第70章
孩子們玩得開心大人們看得樂呵。
忽然覺的,這錢花得值。
平哥兒說的也有點道理, 錢嘛, 有花才有掙, 從來都不是省出來的。
崔元九和陳玉平兩個人留下來看着孩子, 其餘人又各自忙活手頭的事。
滑滑梯的梯子很矮, 踏板很寬,小奶娃們還不會走卻可以爬。
巧妞兒熟練的爬在最前面,三兩下功夫就爬到了滑道上,這是個寬寬的臺子,還得挪蹭幾下,才能從滑道上滑下去。
“弟弟。弟弟。”她扭頭往後看,揮着手。
草哥兒爬在前安哥兒爬在後,兩小家夥對寬寬的梯子也很好奇, 草哥兒爬到第二階梯子,仿佛累了, 一屁股坐着, 沖着上面的姐姐笑,又沖着下面的哥哥笑。

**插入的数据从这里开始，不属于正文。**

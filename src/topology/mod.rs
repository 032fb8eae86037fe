//! Derived topology module
//!
//! Recomputes centroid, connections and per-connection distances from the
//! point store whenever the points or the connection settings change.

use bevy::prelude::*;

pub mod settings;
pub mod systems;

pub use settings::{ConnectionSettings, ConnectionStyle};
pub use systems::{DerivedTopology, recompute_topology_system};

/// Plugin for the derived connection data
pub struct TopologyPlugin;

impl Plugin for TopologyPlugin {
    fn build(&self, app: &mut App) {
        app.init_resource::<ConnectionSettings>()
            .init_resource::<DerivedTopology>()
            .add_systems(
                Update,
                recompute_topology_system
                    .after(crate::points::systems::resolve_location_requests)
                    .after(crate::points::systems::apply_point_removals),
            );
    }
}
//! Visualization module
//!
//! Draws the globe, point markers and connections. Everything here consumes
//! [`DerivedTopology`](crate::topology::DerivedTopology) snapshots; nothing
//! feeds back into the math.

use bevy::prelude::*;

use crate::topology::recompute_topology_system;

pub mod colors;
pub mod connections;
pub mod globe;
pub mod markers;

pub use connections::draw_connections_system;
pub use globe::{GlobeSurface, spawn_globe};
pub use markers::draw_markers_system;

/// Plugin for visualization systems
pub struct VisualizationPlugin;

impl Plugin for VisualizationPlugin {
    fn build(&self, app: &mut App) {
        app.add_systems(Startup, spawn_globe).add_systems(
            Update,
            (
                globe::draw_graticule_system,
                draw_markers_system,
                draw_connections_system,
            )
                .after(recompute_topology_system),
        );
    }
}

安哥兒仰起小腦瓜,咯咯咯地笑着,有樣學樣一屁股坐到了第一個梯子踏板上。
這可把巧妞兒給急壞了, 偏偏她會說的字就那麽幾個, 一着急張嘴就啊啊啊啊,右手拍打着臺子兩旁的圍欄:“弟弟!”
瞧着姐姐氣急敗壞的樣兒,草哥兒安哥兒還覺得特別好玩, 露出白白地小牙,笑得眉眼彎彎如新月牙。

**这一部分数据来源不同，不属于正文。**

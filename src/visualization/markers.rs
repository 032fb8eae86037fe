//! Point and centroid markers

use bevy::prelude::*;

use crate::config::GlobeConfig;
use crate::core::coordinates::to_render_vec3;
use crate::core::point::PointColor;
use crate::core::topology::CENTROID_COLOR;
use crate::points::PointStore;
use crate::topology::DerivedTopology;
use crate::visualization::colors::parse_color;

// Marker sizes as a fraction of the globe radius
const POINT_MARKER_SCALE: f32 = 0.015;
const CENTROID_MARKER_SCALE: f32 = 0.025;

pub fn draw_markers_system(
    mut gizmos: Gizmos,
    store: Res<PointStore>,
    derived: Res<DerivedTopology>,
    config: Res<GlobeConfig>,
) {
    let radius = config.globe_radius;
    let globe_radius = radius as f32;

    for point in store.points() {
        let position = to_render_vec3(point.latitude, point.longitude, radius);
        gizmos.sphere(
            position,
            globe_radius * POINT_MARKER_SCALE,
            parse_color(&point.color),
        );
    }

    if let Some(centroid) = derived.centroid {
        let position = to_render_vec3(centroid.latitude, centroid.longitude, radius);
        let color = parse_color(&PointColor::new(CENTROID_COLOR));
        gizmos.sphere(position, globe_radius * CENTROID_MARKER_SCALE, color);
        // Stalk so the centroid reads as distinct from regular points
        gizmos.line(position, position * 1.06, color);
    }
}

“你說巧妞兒會怎麽辦?”崔元九饒有興趣的問:“她會不會沖着兩個弟弟發脾氣?”
陳玉平回想了下四個孩子平日裏的相處,肯定的搖着頭:“不會。”
巧妞兒瞅着沖她傻笑的倆傻弟弟,氣呼呼地從滑道上滑下來,然後,小胳膊小腿吭哧吭哧爬得飛快,轉眼就到了安哥兒跟前,可是要怎麽說呢?她還不會說爬,哇啦哇啦咕叽咕叽——
“姐姐。”草哥兒拍拍自己坐的踏板,還知道挪了挪小屁股。
安哥兒就一個勁兒的笑,笑得可高興了。
巧妞兒都快哭了!
大壯從小木馬上下來,走到滑滑梯前面,對着兩個弟弟說:“妹妹想讓你們爬上去。”他指了指最上面的臺子。
巧妞兒趕緊點頭,還伸手推了推坐得穩穩當當的安哥兒,自己往前爬了兩下,又指了指最上面的臺子。
草哥兒眨巴眨巴眼睛,扭着身子爬到了第三個階梯,回頭看了眼姐姐。
巧妞兒拍着雙手,像是在鼓掌似的,長長地睫毛上還挂着晶瑩的淚珠呢,臉上就露出了燦爛的笑。
草哥兒又爬了兩個階梯,來到了寬寬地臺子上,他坐着,雙手扒着旁邊的圍欄,沖着下面的哥哥姐姐笑。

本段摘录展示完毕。